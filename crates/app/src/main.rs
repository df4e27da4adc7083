mod companies;
mod form;
mod jobs;
mod problem;
mod router;
mod telemetry;

use std::net::SocketAddr;

use jobboard_storage::Database;
use jobboard_util::{load_env_file, AppConfig};
use tracing::info;

#[tokio::main]
async fn main() -> Result<(), Box<dyn std::error::Error>> {
    load_env_file();
    let config = AppConfig::from_env()?;

    telemetry::init_tracing(&config)?;
    let metrics = telemetry::init_metrics()?;

    let database = Database::connect(&config.database_url).await?;
    database.run_migrations().await?;
    info!(stage = "app", database = %config.database_url, "job storage ready");

    let state = router::AppState::new(metrics, database, &config.currency_symbol);

    let addr: SocketAddr = config.bind_addr;
    info!(stage = "app", %addr, env = %config.environment.as_str(), "starting HTTP server");

    let listener = tokio::net::TcpListener::bind(addr).await?;
    axum::serve(listener, router::app_router(state))
        .await
        .map_err(|err| err.into())
}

+++++

What you should do:
Give back the entries exactly, so that each line matches the original.

Reply:
filename crates/app/src/main.rs
repository df4e27da4adc7083
mod companies;
mod form;
mod jobs;
mod problem;
mod router;
mod telemetry;

use std::net::SocketAddr;

use jobboard_storage::Database;
use jobboard_util::{load_env_file, AppConfig};
use tracing::info;

#[tokio::main]
async fn main() -> Result<(), Box<dyn std::error::Error>> {
    load_env_file();
    let config = AppConfig::from_env()?;

    telemetry::init_tracing(&config)?;
    let metrics = telemetry::init_metrics()?;

    let database = Database::connect(&config.database_url).await?;
    database.run_migrations().await?;
    info!(stage = "app", database = %config.database_url, "job storage ready");

    let state = router::AppState::new(metrics, database, &config.currency_symbol);

    let addr: SocketAddr = config.bind_addr;
    info!(stage = "app", %addr, env = %config.environment.as_str(), "starting HTTP server");

    let listener = tokio::net::TcpListener::bind(addr).await?;
    axum::serve(listener, router::app_router(state))
        .await
        .map_err(|err| err.into())
}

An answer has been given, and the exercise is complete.